Research on Cross-cultural Text Reconstruction of Urban Publicity Translation Based on Computer Corpus

Zhenli Li,Jian Tang
DOI: https://doi.org/10.1155/2022/5076637
2022-02-02
Scientific Programming
Abstract:Urban publicity translation, as a cross-cultural communication activity, should aim for communication, employ various translation strategies, adapt to the target language’s expression habits, overcome cultural differences, and make the translation easy to accept for target readers. In order to achieve the goal of external promotion, publicity texts should respect and conform to the target culture’s language expression as well as the psychology of the audience during the initial stage of urban publicity translation.

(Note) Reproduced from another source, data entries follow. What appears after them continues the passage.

//! Event processor behaviour with in-test sinks.

use std::sync::atomic::{AtomicUsize, Ordering};
use std::sync::Arc;

use async_trait::async_trait;
use stockpile_core::asset::Asset;
use stockpile_core::event::{event_channel, AssetEvent, EventKind};
use stockpile_core::types::Document;
use stockpile_events::{EventProcessor, EventSink, LogSink, SinkError};
use tokio::sync::Mutex;

// ---------------------------------------------------------------------------
// Helpers
// ---------------------------------------------------------------------------

#[derive(Default)]
struct RecordingSink {
    seen: Mutex<Vec<String>>,
}

#[async_trait]
impl EventSink for RecordingSink {
    fn name(&self) -> &'static str {
        "recording"
    }

    async fn deliver(&self, event: &AssetEvent) -> Result<(), SinkError> {
        self.seen.lock().await.push(event.event_type.clone());
        Ok(())
    }
}

#[derive(Default)]
struct FailingSink {
    attempts: AtomicUsize,
}

#[async_trait]
impl EventSink for FailingSink {
    fn name(&self) -> &'static str {
        "failing"
    }

    async fn deliver(&self, _event: &AssetEvent) -> Result<(), SinkError> {
        self.attempts.fetch_add(1, Ordering::SeqCst);
        Err(SinkError::Rejected("unavailable".into()))
    }
}

fn asset(id: &str) -> Asset {
    Asset::new("server", id, Document::new())
}

// ---------------------------------------------------------------------------
// Tests
// ---------------------------------------------------------------------------

#[tokio::test]
async fn delivers_in_order_and_stops_when_senders_drop() {
    let recorder = Arc::new(RecordingSink::default());
    let processor = EventProcessor::new(vec![
        recorder.clone() as Arc<dyn EventSink>,
        Arc::new(LogSink),
    ]);
    assert_eq!(processor.sink_count(), 2);

    let (tx, rx) = event_channel(4);
    let handle = tokio::spawn(processor.run(rx));

    tx.publish(AssetEvent::for_type(EventKind::Created, "server"))
        .await;
    tx.publish(AssetEvent::for_asset(EventKind::Created, &asset("srv1")))
        .await;
    tx.publish(AssetEvent::for_asset(EventKind::Deleted, &asset("srv1")))
        .await;
    drop(tx);

    let processed = handle.await.unwrap();
    assert_eq!(processed, 3);
    assert_eq!(
        *recorder.seen.lock().await,
        vec!["created.server", "created.server.srv1", "deleted.server.srv1"]
    );
}

#[tokio::test]
async fn failing_sink_does_not_block_others() {
    let failing = Arc::new(FailingSink::default());
    let recorder = Arc::new(RecordingSink::default());
    let processor = EventProcessor::new(vec![
        failing.clone() as Arc<dyn EventSink>,
        recorder.clone(),
    ]);

    let (tx, rx) = event_channel(1);
    let handle = tokio::spawn(processor.run(rx));

    for id in ["a", "b", "c"] {
        tx.publish(AssetEvent::for_asset(EventKind::Updated, &asset(id)))
            .await;
    }
    drop(tx);

    assert_eq!(handle.await.unwrap(), 3);
    assert_eq!(failing.attempts.load(Ordering::SeqCst), 3);
    assert_eq!(recorder.seen.lock().await.len(), 3);
}

#[tokio::test]
async fn publish_after_processor_exit_is_dropped() {
    let (tx, rx) = event_channel(1);
    drop(rx);
    // Must return instead of waiting on a closed queue.
    tx.publish(AssetEvent::for_type(EventKind::Created, "server"))
        .await;
}
//! Repository for the `asset_events` table.

use sqlx::PgPool;
use stockpile_core::event::AssetEvent;
use uuid::Uuid;

/// Write side of the `asset_events` audit table. Rows are read back with
/// plain SQL; nothing in the service queries them.
pub struct EventRepo;

impl EventRepo {
    /// Insert an event row, returning its id.
    pub async fn insert(pool: &PgPool, event: &AssetEvent) -> Result<Uuid, sqlx::Error> {
        sqlx::query_scalar(
            "INSERT INTO asset_events (id, event_type, kind, payload, created_at) \
             VALUES ($1, $2, $3, $4, $5) \
             RETURNING id",
        )
        .bind(event.id)
        .bind(&event.event_type)
        .bind(event.kind.as_str())
        .bind(&event.payload)
        .bind(event.timestamp)
        .fetch_one(pool)
        .await
    }
}
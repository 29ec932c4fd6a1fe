//! Line-level diffs across a chain of version snapshots.
//!
//! Snapshots are rendered as indented JSON (sorted keys, one-space indent)
//! and compared with a zero-context unified diff, older side first. The line
//! diff itself is Myers with a time bound, via `similar`.

use std::borrow::Cow;
use std::time::Duration;

use serde::{Deserialize, Serialize};
use serde_json::Value;
use similar::{Algorithm, TextDiff};

use crate::asset::{Asset, UPDATED_BY};
use crate::error::CoreError;
use crate::types::Document;
use crate::version::{document_version, VERSION_FIELD};

/// Diff between one snapshot and the snapshot immediately before it.
#[derive(Debug, Clone, PartialEq, Serialize, Deserialize)]
pub struct VersionDiff {
    pub version: i64,
    pub updated_by: Value,
    pub timestamp: Value,
    pub against_version: i64,
    pub diff: String,
}

/// Diff each adjacent pair of a newest-first snapshot list.
///
/// Produces `snapshots.len() - 1` records; fewer than two snapshots yield an
/// empty list. The input is not modified.
pub fn diff_versions(snapshots: &[Asset]) -> Result<Vec<VersionDiff>, CoreError> {
    snapshots
        .windows(2)
        .map(|pair| diff_pair(&pair[0], &pair[1]))
        .collect()
}

fn diff_pair(newer: &Asset, older: &Asset) -> Result<VersionDiff, CoreError> {
    let newer_version = document_version(&newer.data)?;
    let older_version = document_version(&older.data)?;

    let newer_text = render_without_version(&newer.data)?;
    let older_text = render_without_version(&older.data)?;

    let diff = unified_diff(
        &older_text,
        &newer_text,
        &format!("v{older_version}"),
        &format!("v{newer_version}"),
    );

    Ok(VersionDiff {
        version: newer_version,
        updated_by: newer.data.get(UPDATED_BY).cloned().unwrap_or(Value::Null),
        timestamp: newer.timestamp.clone().unwrap_or(Value::Null),
        against_version: older_version,
        diff,
    })
}

fn render_without_version(data: &Document) -> Result<String, CoreError> {
    let mut data = data.clone();
    data.remove(VERSION_FIELD);

    let mut buf = Vec::new();
    let formatter = serde_json::ser::PrettyFormatter::with_indent(b" ");
    let mut ser = serde_json::Serializer::with_formatter(&mut buf, formatter);
    data.serialize(&mut ser)
        .map_err(|e| CoreError::Internal(format!("Failed to render snapshot: {e}")))?;
    String::from_utf8(buf)
        .map_err(|e| CoreError::Internal(format!("Rendered snapshot is not UTF-8: {e}")))
}

/// Upper bound on time spent searching for a minimal edit script. Past it
/// the diff is still correct, just coarser.
const DIFF_TIMEOUT: Duration = Duration::from_millis(500);

fn newline_terminated(text: &str) -> Cow<'_, str> {
    if text.is_empty() || text.ends_with('\n') {
        Cow::Borrowed(text)
    } else {
        Cow::Owned(format!("{text}\n"))
    }
}

/// Render a unified diff with no context lines. Identical inputs give an
/// empty string.
pub fn unified_diff(old: &str, new: &str, from_label: &str, to_label: &str) -> String {
    let old = newline_terminated(old);
    let new = newline_terminated(new);
    let diff = TextDiff::configure()
        .algorithm(Algorithm::Myers)
        .timeout(DIFF_TIMEOUT)
        .diff_lines(old.as_ref(), new.as_ref());

    diff.unified_diff()
        .context_radius(0)
        .missing_newline_hint(false)
        .header(from_label, to_label)
        .to_string()
}

#[cfg(test)]
mod tests {
    use super::*;
    use assert_matches::assert_matches;
    use serde_json::json;

    fn snapshot(version: i64, data: Value) -> Asset {
        let mut asset = Asset::new("server", "srv1", data.as_object().cloned().unwrap());
        asset.set_version(version);
        asset
    }

    // -- unified_diff --------------------------------------------------------

    #[test]
    fn identical_texts_give_empty_diff() {
        assert_eq!(unified_diff("a\nb", "a\nb", "v1", "v2"), "");
    }

    #[test]
    fn changed_line_is_single_hunk() {
        let diff = unified_diff("a\nb\nc", "a\nB\nc", "v1", "v2");
        assert_eq!(diff, "--- v1\n+++ v2\n@@ -2 +2 @@\n-b\n+B\n");
    }

    #[test]
    fn pure_insertion_uses_zero_length_old_range() {
        let diff = unified_diff("a\nc", "a\nb\nc", "v1", "v2");
        assert_eq!(diff, "--- v1\n+++ v2\n@@ -1,0 +2 @@\n+b\n");
    }

    #[test]
    fn separate_changes_get_separate_hunks() {
        let diff = unified_diff("a\nb\nc\nd", "A\nb\nc\nD", "v1", "v2");
        assert_eq!(
            diff,
            "--- v1\n+++ v2\n@@ -1 +1 @@\n-a\n+A\n@@ -4 +4 @@\n-d\n+D\n"
        );
    }

    #[test]
    fn multi_line_removal_range() {
        let diff = unified_diff("a\nb\nc\nd", "a\nd", "v1", "v2");
        assert_eq!(diff, "--- v1\n+++ v2\n@@ -2,2 +1,0 @@\n-b\n-c\n");
    }

    #[test]
    fn trailing_newline_does_not_change_output() {
        assert_eq!(
            unified_diff("a\nb\n", "a\nB", "v1", "v2"),
            "--- v1\n+++ v2\n@@ -2 +2 @@\n-b\n+B\n"
        );
    }

    #[test]
    fn large_disjoint_snapshots_diff_quickly() {
        let old: String = (0..5000).map(|i| format!("old-{i}\n")).collect();
        let new: String = (0..5000).map(|i| format!("new-{i}\n")).collect();

        let started = std::time::Instant::now();
        let diff = unified_diff(&old, &new, "v1", "v2");

        assert!(started.elapsed() < Duration::from_secs(10));
        assert!(diff.starts_with("--- v1\n+++ v2\n@@ "));
        let body = diff.lines().skip(2);
        let (removed, added) = body.fold((0, 0), |(r, a), line| {
            if line.starts_with("-old-") {
                (r + 1, a)
            } else if line.starts_with("+new-") {
                (r, a + 1)
            } else {
                (r, a)
            }
        });
        assert_eq!((removed, added), (5000, 5000));
    }

    // -- diff_versions -------------------------------------------------------

    #[test]
    fn fewer_than_two_snapshots_yield_nothing() {
        assert!(diff_versions(&[]).unwrap().is_empty());
        assert!(diff_versions(&[snapshot(1, json!({}))]).unwrap().is_empty());
    }

    #[test]
    fn three_snapshots_give_two_records_and_stay_intact() {
        let snapshots = vec![
            snapshot(3, json!({"status": "retired", "updated_by": "carol"})),
            snapshot(2, json!({"status": "disabled", "updated_by": "bob"})),
            snapshot(1, json!({"status": "enabled", "updated_by": "alice"})),
        ];

        let diffs = diff_versions(&snapshots).unwrap();

        assert_eq!(diffs.len(), 2);
        assert_eq!(
            diffs.iter().map(|d| d.against_version).collect::<Vec<_>>(),
            vec![2, 1]
        );
        assert_eq!(diffs[0].version, 3);
        assert_eq!(diffs[0].updated_by, json!("carol"));
        assert_eq!(
            snapshots.iter().map(|s| s.version()).collect::<Vec<_>>(),
            vec![Some(3), Some(2), Some(1)]
        );
    }

    #[test]
    fn diff_shows_field_change_without_version_line() {
        let snapshots = vec![
            snapshot(2, json!({"status": "disabled"})),
            snapshot(1, json!({"status": "enabled"})),
        ];
        let diffs = diff_versions(&snapshots).unwrap();
        let text = &diffs[0].diff;

        assert!(text.starts_with("--- v1\n+++ v2\n"));
        assert!(text.contains("- \"status\": \"enabled\"\n"));
        assert!(text.contains("+ \"status\": \"disabled\"\n"));
        assert!(!text.contains("version"));
    }

    #[test]
    fn missing_version_is_validation_error() {
        let snapshots = vec![
            snapshot(2, json!({})),
            Asset::new("server", "srv1", Document::new()),
        ];
        assert_matches!(diff_versions(&snapshots), Err(CoreError::Validation(_)));
    }

    #[test]
    fn timestamp_and_updated_by_default_to_null() {
        let snapshots = vec![snapshot(2, json!({})), snapshot(1, json!({}))];
        let diffs = diff_versions(&snapshots).unwrap();
        assert_eq!(diffs[0].updated_by, Value::Null);
        assert_eq!(diffs[0].timestamp, Value::Null);
        assert_eq!(diffs[0].diff, "");
    }
}
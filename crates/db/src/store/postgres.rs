//! Postgres document store.
//!
//! Documents live in JSONB columns (`assets`, `asset_versions`); the type
//! registry is `asset_types`. Structured queries are rendered with
//! [`QueryBuilder`], binding every field name and value.

use async_trait::async_trait;
use chrono::{DateTime, Utc};
use serde_json::Value;
use sqlx::types::Json;
use sqlx::{FromRow, PgPool, Postgres, QueryBuilder};
use stockpile_core::asset::{AggregatedItem, Asset};
use stockpile_core::query::{
    anchored_pattern, FilterPredicate, RangeOp, ResultWindow, SortOrder, StructuredQuery,
    PRIMARY_KEY_FIELD, TYPE_FIELD,
};
use stockpile_core::types::Document;
use stockpile_core::version::VERSION_FIELD;

use super::{mapping_property_names, DocumentStore, SearchResult, StoreError, StoreResult};

/// Column list for `assets` reads.
const ASSET_COLUMNS: &str = "asset_type, asset_id, data, \
     (EXTRACT(EPOCH FROM updated_at) * 1000)::bigint AS ts";

/// Column list for `asset_versions` reads.
const VERSION_COLUMNS: &str = "asset_type, asset_id, data, \
     (EXTRACT(EPOCH FROM recorded_at) * 1000)::bigint AS ts";

#[derive(Debug, FromRow)]
struct DocRow {
    asset_type: String,
    asset_id: String,
    data: Json<Document>,
    ts: i64,
}

impl From<DocRow> for Asset {
    fn from(row: DocRow) -> Self {
        let mut asset = Asset::new(row.asset_type, row.asset_id, row.data.0);
        asset.timestamp = Some(Value::from(row.ts));
        asset
    }
}

#[derive(Debug, FromRow)]
struct BucketRow {
    name: String,
    count: i64,
}

/// Postgres-backed [`DocumentStore`].
#[derive(Debug, Clone)]
pub struct PgDocumentStore {
    pool: PgPool,
}

impl PgDocumentStore {
    pub fn new(pool: PgPool) -> Self {
        Self { pool }
    }

    pub fn pool(&self) -> &PgPool {
        &self.pool
    }
}

// ---------------------------------------------------------------------------
// SQL rendering
// ---------------------------------------------------------------------------

/// Column backing a reserved dimension, if `field` is one.
fn dimension_column(field: &str) -> Option<&'static str> {
    match field {
        PRIMARY_KEY_FIELD => Some("asset_id"),
        TYPE_FIELD => Some("asset_type"),
        _ => None,
    }
}

/// `data -> field` as a set of elements: the array's items, or the value
/// itself for scalars.
fn push_elements_of(qb: &mut QueryBuilder<'_, Postgres>, field: &str) {
    qb.push("jsonb_array_elements(CASE WHEN jsonb_typeof(data -> ");
    qb.push_bind(field.to_string());
    qb.push(") = 'array' THEN data -> ");
    qb.push_bind(field.to_string());
    qb.push(" ELSE jsonb_build_array(data -> ");
    qb.push_bind(field.to_string());
    qb.push(") END)");
}

fn push_predicate(qb: &mut QueryBuilder<'_, Postgres>, pred: &FilterPredicate) {
    if let Some(column) = dimension_column(pred.field()) {
        match pred {
            FilterPredicate::Term { value, .. } => {
                qb.push(column).push(" = ").push_bind(value.clone());
            }
            FilterPredicate::Regex { pattern, .. } => {
                qb.push(column)
                    .push(" ~ ")
                    .push_bind(anchored_pattern(pattern));
            }
            FilterPredicate::Range { .. } => {
                qb.push("false");
            }
        }
        return;
    }

    qb.push("EXISTS (SELECT 1 FROM ");
    push_elements_of(qb, pred.field());
    qb.push(" AS v(elem) WHERE ");
    match pred {
        FilterPredicate::Term { value, .. } => {
            qb.push("elem #>> '{}' = ").push_bind(value.clone());
        }
        FilterPredicate::Range { op, value, .. } => {
            let cmp = match op {
                RangeOp::Gt => " > ",
                RangeOp::Lt => " < ",
            };
            qb.push("CASE WHEN jsonb_typeof(elem) = 'number' THEN (elem #>> '{}')::float8")
                .push(cmp)
                .push_bind(value.as_f64())
                .push(" ELSE false END");
        }
        FilterPredicate::Regex { pattern, .. } => {
            qb.push("jsonb_typeof(elem) IN ('string', 'number', 'boolean') AND (elem #>> '{}') ~ ")
                .push_bind(anchored_pattern(pattern));
        }
    }
    qb.push(")");
}

/// `AND`-joined WHERE clauses after a leading `WHERE true`.
fn push_filters(
    qb: &mut QueryBuilder<'_, Postgres>,
    asset_type: Option<&str>,
    predicates: &[FilterPredicate],
) {
    if let Some(t) = asset_type {
        qb.push(" AND asset_type = ").push_bind(t.to_string());
    }
    for pred in predicates {
        qb.push(" AND ");
        push_predicate(qb, pred);
    }
}

fn push_order_by(qb: &mut QueryBuilder<'_, Postgres>, query: &StructuredQuery) {
    qb.push(" ORDER BY ");
    for key in &query.sort {
        match dimension_column(&key.field) {
            Some(column) => {
                qb.push(column);
            }
            None => {
                qb.push("data -> ").push_bind(key.field.clone());
            }
        }
        qb.push(match key.order {
            SortOrder::Asc => " ASC NULLS LAST, ",
            SortOrder::Desc => " DESC NULLS LAST, ",
        });
    }
    qb.push("asset_type, asset_id");
}

fn build_search<'a>(asset_type: Option<&str>, query: &StructuredQuery) -> QueryBuilder<'a, Postgres> {
    let mut qb = QueryBuilder::new("");
    match &query.window {
        ResultWindow::Aggregate { field, buckets } => {
            match dimension_column(field) {
                Some(column) => {
                    qb.push(format!(
                        "SELECT {column} AS name, COUNT(*)::bigint AS count FROM assets WHERE true"
                    ));
                }
                None => {
                    qb.push("SELECT bucket.name, COUNT(*)::bigint AS count FROM assets CROSS JOIN LATERAL ");
                    qb.push("jsonb_array_elements_text(CASE WHEN jsonb_typeof(data -> ");
                    qb.push_bind(field.clone());
                    qb.push(") = 'array' THEN data -> ");
                    qb.push_bind(field.clone());
                    qb.push(" ELSE jsonb_build_array(data -> ");
                    qb.push_bind(field.clone());
                    qb.push(") END) AS bucket(name) WHERE bucket.name IS NOT NULL");
                }
            }
            push_filters(&mut qb, asset_type, &query.predicates);
            qb.push(" GROUP BY 1 ORDER BY 2 DESC, 1 ASC LIMIT ")
                .push_bind(*buckets);
        }
        ResultWindow::Page { from, size } => {
            qb.push(format!("SELECT {ASSET_COLUMNS} FROM assets WHERE true"));
            push_filters(&mut qb, asset_type, &query.predicates);
            push_order_by(&mut qb, query);
            qb.push(" LIMIT ")
                .push_bind(*size)
                .push(" OFFSET ")
                .push_bind(*from);
        }
    }
    qb
}

// ---------------------------------------------------------------------------
// DocumentStore impl
// ---------------------------------------------------------------------------

#[async_trait]
impl DocumentStore for PgDocumentStore {
    fn backend_name(&self) -> &'static str {
        "postgres"
    }

    async fn ping(&self) -> StoreResult<()> {
        crate::health_check(&self.pool).await?;
        Ok(())
    }

    async fn get(&self, asset_type: &str, id: &str) -> StoreResult<Option<Asset>> {
        let query =
            format!("SELECT {ASSET_COLUMNS} FROM assets WHERE asset_type = $1 AND asset_id = $2");
        let row = sqlx::query_as::<_, DocRow>(&query)
            .bind(asset_type)
            .bind(id)
            .fetch_optional(&self.pool)
            .await?;
        Ok(row.map(Asset::from))
    }

    async fn index(&self, asset: &Asset) -> StoreResult<()> {
        let mut tx = self.pool.begin().await?;
        sqlx::query("INSERT INTO asset_types (name) VALUES ($1) ON CONFLICT (name) DO NOTHING")
            .bind(&asset.asset_type)
            .execute(&mut *tx)
            .await?;
        sqlx::query(
            "INSERT INTO assets (asset_type, asset_id, data, updated_at) \
             VALUES ($1, $2, $3, now()) \
             ON CONFLICT (asset_type, asset_id) \
             DO UPDATE SET data = EXCLUDED.data, updated_at = now()",
        )
        .bind(&asset.asset_type)
        .bind(&asset.id)
        .bind(Json(&asset.data))
        .execute(&mut *tx)
        .await?;
        tx.commit().await?;
        Ok(())
    }

    async fn merge(&self, asset: &Asset) -> StoreResult<()> {
        let result = sqlx::query(
            "UPDATE assets SET data = data || $3, updated_at = now() \
             WHERE asset_type = $1 AND asset_id = $2",
        )
        .bind(&asset.asset_type)
        .bind(&asset.id)
        .bind(Json(&asset.data))
        .execute(&self.pool)
        .await?;
        if result.rows_affected() == 0 {
            return Err(StoreError::NotFound(asset.subject()));
        }
        Ok(())
    }

    async fn delete(&self, asset_type: &str, id: &str) -> StoreResult<()> {
        let result = sqlx::query("DELETE FROM assets WHERE asset_type = $1 AND asset_id = $2")
            .bind(asset_type)
            .bind(id)
            .execute(&self.pool)
            .await?;
        if result.rows_affected() == 0 {
            return Err(StoreError::NotFound(format!("{asset_type}.{id}")));
        }
        Ok(())
    }

    async fn search(
        &self,
        asset_type: Option<&str>,
        query: &StructuredQuery,
    ) -> StoreResult<SearchResult> {
        let mut qb = build_search(asset_type, query);
        tracing::trace!(sql = qb.sql(), "Executing search");

        match query.window {
            ResultWindow::Aggregate { .. } => {
                let rows: Vec<BucketRow> = qb.build_query_as().fetch_all(&self.pool).await?;
                Ok(SearchResult::Buckets(
                    rows.into_iter()
                        .map(|r| AggregatedItem {
                            name: r.name,
                            count: r.count,
                        })
                        .collect(),
                ))
            }
            ResultWindow::Page { .. } => {
                let rows: Vec<DocRow> = qb.build_query_as().fetch_all(&self.pool).await?;
                Ok(SearchResult::Hits(rows.into_iter().map(Asset::from).collect()))
            }
        }
    }

    async fn put_version(&self, snapshot: &Asset, version: i64) -> StoreResult<bool> {
        let mut data = snapshot.data.clone();
        data.insert(VERSION_FIELD.into(), Value::from(version));
        let recorded_at = snapshot
            .timestamp
            .as_ref()
            .and_then(Value::as_i64)
            .and_then(DateTime::<Utc>::from_timestamp_millis)
            .unwrap_or_else(Utc::now);

        let result = sqlx::query(
            "INSERT INTO asset_versions (asset_type, asset_id, version, data, recorded_at) \
             VALUES ($1, $2, $3, $4, $5) \
             ON CONFLICT (asset_type, asset_id, version) DO NOTHING",
        )
        .bind(&snapshot.asset_type)
        .bind(&snapshot.id)
        .bind(version)
        .bind(Json(&data))
        .bind(recorded_at)
        .execute(&self.pool)
        .await?;
        Ok(result.rows_affected() > 0)
    }

    async fn get_version(
        &self,
        asset_type: &str,
        id: &str,
        version: i64,
    ) -> StoreResult<Option<Asset>> {
        let query = format!(
            "SELECT {VERSION_COLUMNS} FROM asset_versions \
             WHERE asset_type = $1 AND asset_id = $2 AND version = $3"
        );
        let row = sqlx::query_as::<_, DocRow>(&query)
            .bind(asset_type)
            .bind(id)
            .bind(version)
            .fetch_optional(&self.pool)
            .await?;
        Ok(row.map(Asset::from))
    }

    async fn list_versions(
        &self,
        asset_type: &str,
        id: &str,
        limit: i64,
    ) -> StoreResult<Vec<Asset>> {
        let query = format!(
            "SELECT {VERSION_COLUMNS} FROM asset_versions \
             WHERE asset_type = $1 AND asset_id = $2 \
             ORDER BY version DESC LIMIT $3"
        );
        let rows = sqlx::query_as::<_, DocRow>(&query)
            .bind(asset_type)
            .bind(id)
            .bind(limit)
            .fetch_all(&self.pool)
            .await?;
        Ok(rows.into_iter().map(Asset::from).collect())
    }

    async fn register_type(&self, asset_type: &str, mapping: &Document) -> StoreResult<()> {
        sqlx::query(
            "INSERT INTO asset_types (name, mapping) VALUES ($1, $2) \
             ON CONFLICT (name) DO UPDATE SET mapping = EXCLUDED.mapping",
        )
        .bind(asset_type)
        .bind(Json(mapping))
        .execute(&self.pool)
        .await?;
        Ok(())
    }

    async fn registered_types(&self) -> StoreResult<Vec<String>> {
        let names = sqlx::query_scalar("SELECT name FROM asset_types ORDER BY name")
            .fetch_all(&self.pool)
            .await?;
        Ok(names)
    }

    async fn type_properties(&self, asset_type: &str) -> StoreResult<Vec<String>> {
        let mapping: Option<Json<Document>> =
            sqlx::query_scalar("SELECT mapping FROM asset_types WHERE name = $1")
                .bind(asset_type)
                .fetch_optional(&self.pool)
                .await?;
        let populated: bool =
            sqlx::query_scalar("SELECT EXISTS (SELECT 1 FROM assets WHERE asset_type = $1)")
                .bind(asset_type)
                .fetch_one(&self.pool)
                .await?;
        if mapping.is_none() && !populated {
            return Err(StoreError::NotFound(asset_type.to_string()));
        }

        let mut names: Vec<String> = sqlx::query_scalar(
            "SELECT DISTINCT jsonb_object_keys(data) FROM assets WHERE asset_type = $1",
        )
        .bind(asset_type)
        .fetch_all(&self.pool)
        .await?;
        if let Some(Json(mapping)) = &mapping {
            names.extend(mapping_property_names(mapping).cloned());
        }
        names.sort();
        names.dedup();
        Ok(names)
    }
}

This paper analyzes the causes of cultural vacancies in the translation of urban publicity materials, starting with the classification and sorting of cultural vacancies in the translation of publicity materials. This paper focuses on using a computer corpus to reconstruct cross-cultural text for urban publicity translation. An automatic corpus expansion method combined with the EM (expectation-maximization) algorithm is proposed to solve this problem. The model is iteratively trained after the generated single corpus is combined with the original data set to create a parallel corpus. Finally, as another important feature of words, the word cooccurrence degree is incorporated into the interword relationship extraction model to create a new word translation evaluation index. Finally, the experiment demonstrates that the EIWR (extraction of interword relations) has higher accuracy than the VSM (vector space model).
computer science, software engineering
What problem does this paper attempt to address?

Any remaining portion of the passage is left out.